20 Jun 2012
The Source in Open Source Is Critical
I think Leslie makes a number of very good points as to why we’re starting to see a wave of Open Source projects springing up which directly target the financial services industry:
- Open Source, with good governance and a commercially-friendly license (like the Apache Public License that we release the OpenGamma Platform under), minimizes vendor lock-in for the benefit of customers.
- Widespread adoption of common technologies makes recruitment easier by broadening the pool of candidates with plug-and-play skillsets.
- Both of those factors put together lead to significantly lower overall cost to financial services firms, critical in today’s era of permanently reduced margins.
However, Leslie ends with a statement that I don't agree with:
So in summary, actual access to the source code does not really make a difference to customers.
Until I co-founded OpenGamma, I spent my entire professional career working as a software engineer (the last 7 years of it in financial services), and access to the source was critical to my being able to do my job. And when I worked for software vendors in Silicon Valley, it was critical to my customers and partners as well.
We work in an industry which requires extensive integration efforts on the part of almost every firm. Market data systems, trading systems, risk systems, back-office systems, partner systems, all of these require integration effort. And our end-users, traders, always have some form of custom work that they need, whether it’s custom screens, custom analytic methods, or custom trading models. That requires a lot of integration.
And integration is where access to the source code becomes critical for developers.
I could write about this subject for days, but I just wanted to pull a few anecdotes of where it’s proven critical to me and firms I worked with.
When I worked at WebLogic on the WebLogic Server EJB container, we were the first EJB container (this is all before J2EE actually existed mind) that had third-party support for pluggable container managed persistence (so you could use your favorite ORM system within WebLogic Server). Although I was under instructions to only submit pre-release jar files to our partners for their testing, as these were pre-release, there were inevitably bugs and areas that weren’t documented as well as they could have been. These partners then actually decompiled the source code so that they knew exactly what WLS was doing under the hood in order to be able to make sure their implementation against our SPIs was operating successfully, to speed time on my responses to their support requests. They did this because access to the source code radically sped up their own development efforts, resulting in a significantly faster, cheaper, and better integration effort.
At the last bank I worked for, we were a customer of a commercial MOM system. Although this system supported the open JMS standard, we had a performance problem that only showed up under very certain conditions. Although I had been working with the support engineers from the vendor, the turnaround time was at least 24 hours for each request, and I wasn't getting anywhere. So I decompiled their Java client library, and it turned out that there was an inefficient data structure being used for the message headers. I very rapidly changed our code and achieved a 30% application performance speedup within 12 hours of decompiling. The source code was critical to me to be able to do my job, and resulted in a faster system with significantly less effort.

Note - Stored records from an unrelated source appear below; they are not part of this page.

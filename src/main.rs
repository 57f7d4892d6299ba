//! onboarding-tui - A terminal onboarding questionnaire
//!
//! Walks the user through single-choice questions and saves the answers
//! as a JSON profile. It uses the Component Architecture pattern from ratatui.

// Compiled-in catalogues; `i18n::Catalog` layers runtime locale files on top
rust_i18n::i18n!("locales", fallback = "en");

mod action;
mod app;
mod component;
mod components;
mod config;
mod error;
mod i18n;
mod logging;
mod model;
mod services;
mod tui;

use crate::action::Action;
use crate::app::App;
use crate::config::Config;
use crate::tui::Tui;
use anyhow::Result;
use crossterm::event::Event;
use std::time::Duration;
use tracing::error;

fn main() -> Result<()> {
    if let Some(dir) = Config::config_dir() {
        if let Err(e) = logging::initialize_logger(&dir) {
            eprintln!("Logging disabled: {:#}", e);
        }
    }

    // Build the app before touching the terminal so setup errors stay readable
    let mut app = App::from_config(Config::load())?;

    let mut tui = Tui::new()?.with_tick_rate(Duration::from_millis(250));
    tui.enter()?;

    // Main event loop
    let result = run_app(&mut tui, &mut app);

    // Cleanup terminal
    tui.exit()?;

    if let Err(err) = result {
        error!("fatal: {err:#}");
        eprintln!("Error: {:?}", err);
        std::process::exit(1);
    }

    if let Some(path) = &app.saved_to {
        println!("Profile saved to {}", path.display());
    }

    Ok(())
}

/// Run the main application loop
fn run_app(tui: &mut Tui, app: &mut App) -> Result<()> {
    while !app.should_quit {
        // Draw the UI
        tui.draw(|frame| {
            let area = frame.area();
            if let Err(e) = app.draw(frame, area) {
                error!("draw error: {e:#}");
            }
        })?;

        // Poll for events
        if let Some(event) = tui.next_event()? {
            // Convert event to action
            let action = match event {
                Event::Key(key) => app.handle_key_event(key)?,
                Event::Mouse(mouse) => app.handle_mouse_event(mouse)?,
                Event::Resize(w, h) => Some(Action::Resize(w, h)),
                _ => None,
            };

            // Action might produce a follow-up action
            let mut current_action = action;
            while let Some(a) = current_action {
                current_action = app.update(a)?;
            }
        } else {
            // No event - send a tick for time-based updates
            app.update(Action::Tick)?;
        }
    }

    Ok(())
}
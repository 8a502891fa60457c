pub mod config;
pub mod core;
pub mod edw;
pub mod kubernetes;
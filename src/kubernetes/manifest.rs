//! Pod manifests for container-backed virtual machines.

use crate::core::resource::ResourceSpec;
use serde::{Deserialize, Serialize};
use std::collections::BTreeMap;

pub const GPU_RESOURCE_KEY: &str = "nvidia.com/gpu";

/// Label carrying the resource name on every object we create.
pub const NAME_LABEL: &str = "pkb";

/// Keeps CUDA development containers alive and usable through `sudo`.
pub const CUDA_BOOTSTRAP_SCRIPT: &str = "apt-get update && apt-get install -y sudo && sed -i '/env_reset/d' /etc/sudoers && sed -i '/secure_path/d' /etc/sudoers && sudo ldconfig && tail -f /dev/null";

#[derive(Debug, Clone, PartialEq, Eq, Serialize, Deserialize)]
#[serde(rename_all = "camelCase")]
pub struct Pod {
    pub api_version: String,
    pub kind: String,
    pub metadata: ObjectMeta,
    pub spec: PodSpec,
}

#[derive(Debug, Clone, PartialEq, Eq, Serialize, Deserialize)]
pub struct ObjectMeta {
    pub name: String,
    pub labels: BTreeMap<String, String>,
}

#[derive(Debug, Clone, PartialEq, Eq, Serialize, Deserialize)]
#[serde(rename_all = "camelCase")]
pub struct PodSpec {
    pub dns_policy: String,
    pub volumes: Vec<Volume>,
    pub containers: Vec<Container>,
}

#[derive(Debug, Clone, PartialEq, Eq, Serialize, Deserialize)]
#[serde(rename_all = "camelCase")]
pub struct Container {
    pub name: String,
    pub image: String,
    pub volume_mounts: Vec<VolumeMount>,
    pub security_context: SecurityContext,
    #[serde(default, skip_serializing_if = "Option::is_none")]
    pub command: Option<Vec<String>>,
    #[serde(default, skip_serializing_if = "Option::is_none")]
    pub resources: Option<ResourceRequirements>,
}

/// `privileged` is always written out, as `null` when unset.
#[derive(Debug, Clone, Default, PartialEq, Eq, Serialize, Deserialize)]
pub struct SecurityContext {
    pub privileged: Option<bool>,
}

#[derive(Debug, Clone, PartialEq, Eq, Serialize, Deserialize)]
pub struct ResourceRequirements {
    pub limits: BTreeMap<String, String>,
}

#[derive(Debug, Clone, PartialEq, Eq, Serialize, Deserialize)]
#[serde(rename_all = "camelCase")]
pub struct Volume {
    pub name: String,
    #[serde(default, skip_serializing_if = "Option::is_none")]
    pub host_path: Option<HostPathSource>,
    #[serde(default, skip_serializing_if = "Option::is_none")]
    pub empty_dir: Option<EmptyDirSource>,
}

#[derive(Debug, Clone, PartialEq, Eq, Serialize, Deserialize)]
pub struct HostPathSource {
    pub path: String,
}

#[derive(Debug, Clone, Default, PartialEq, Eq, Serialize, Deserialize)]
pub struct EmptyDirSource {}

#[derive(Debug, Clone, PartialEq, Eq, Serialize, Deserialize)]
#[serde(rename_all = "camelCase")]
pub struct VolumeMount {
    pub name: String,
    pub mount_path: String,
}

impl Pod {
    /// Attach a volume and mount it into the single container.
    pub fn attach_volume(&mut self, volume: Volume, mount_path: impl Into<String>) {
        let mount = VolumeMount {
            name: volume.name.clone(),
            mount_path: mount_path.into(),
        };
        self.spec.volumes.push(volume);
        if let Some(container) = self.spec.containers.first_mut() {
            container.volume_mounts.push(mount);
        }
    }

    pub fn to_json(&self) -> serde_json::Result<String> {
        serde_json::to_string_pretty(self)
    }
}

/// Whether `image` is an NVIDIA CUDA development image.
pub fn is_cuda_devel_image(image: &str) -> bool {
    image
        .strip_prefix("nvidia/cuda:")
        .is_some_and(|tag| tag.contains("devel"))
}

/// Translates a [`ResourceSpec`] into a single-container [`Pod`].
///
/// Pure and deterministic: equal specs produce equal manifests.
#[derive(Debug, Clone, Default)]
pub struct ManifestBuilder;

impl ManifestBuilder {
    pub fn new() -> Self {
        Self
    }

    pub fn build(&self, spec: &ResourceSpec) -> anyhow::Result<Pod> {
        let image = spec
            .image
            .as_deref()
            .filter(|i| !i.trim().is_empty())
            .ok_or_else(|| anyhow::anyhow!("Resource '{}' has no container image", spec.name))?;

        let command = is_cuda_devel_image(image).then(|| {
            vec![
                "bash".to_string(),
                "-c".to_string(),
                CUDA_BOOTSTRAP_SCRIPT.to_string(),
            ]
        });

        let resources = (spec.gpu_count > 0).then(|| ResourceRequirements {
            limits: BTreeMap::from([(GPU_RESOURCE_KEY.to_string(), spec.gpu_count.to_string())]),
        });

        Ok(Pod {
            api_version: "v1".to_string(),
            kind: "Pod".to_string(),
            metadata: ObjectMeta {
                name: spec.name.clone(),
                labels: BTreeMap::from([(NAME_LABEL.to_string(), spec.name.clone())]),
            },
            spec: PodSpec {
                dns_policy: "ClusterFirst".to_string(),
                volumes: vec![],
                containers: vec![Container {
                    name: spec.name.clone(),
                    image: image.to_string(),
                    volume_mounts: vec![],
                    security_context: SecurityContext::default(),
                    command,
                    resources,
                }],
            },
        })
    }
}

At said firm we were using a commercial trading system. Like many customers, we had heavily customized the trading system with integration with our custom analytics library, custom security types that the vendor didn’t support, and a host of custom reports. While this was a mature system with very few bugs, we found that once we hit the wall of the Black Box portions of the system, our development speed slowed down. Were we making the right calls? Did we understand the performance-critical nature of the system? What happened when we needed to include a new library? What compiler flags were required? In the end the firm paid over 10 times our initial license cost for access to the source code for the system; I know several other firms that did the same thing. For us, to speed up and harden our integration efforts, we paid 10 times as much for the source code as we did for the binary version.
OpenGamma's customers are already finding that access to our source code is important for integration, even though they’re not modifying our code themselves. One large hedge fund customer in a matter of weeks had connected the OpenGamma Platform to three internal data sources, connected 5 of their internal custom trading and analytic models to our calculation engine, and wrote custom Excel functions connecting to their own proprietary Java libraries. Without being able to step through the whole system in Eclipse, this process would have taken considerably longer, no matter how good the documentation was. Given what programmers at financial services firms cost, this resulted in clear and measurable savings to the firm.
While all of these examples are anecdotal, one only needs to take a look at broad industry trends to see that Open Source systems are the go-to friends of the developer:
- Tomcat and Jetty have more paid-support customers than any commercial but closed-source implementations of the Servlet and JSP specifications;
- JBoss is far and away the most commercially successful J2EE implementation;
- Spring is the dominant application framework today for commercial Java developers;
- Every major NoSQL and NewSQL system is Open Source: MongoDB, Cassandra, Voldemort, Redis, Riak, the list goes on and on.
Developers have moved, and are moving, with their feet.
While open standards, vendor neutrality, and ease of recruitment are undoubtedly important parts of an Open Source ecosystem, to developers, access to the source code really DOES make a difference.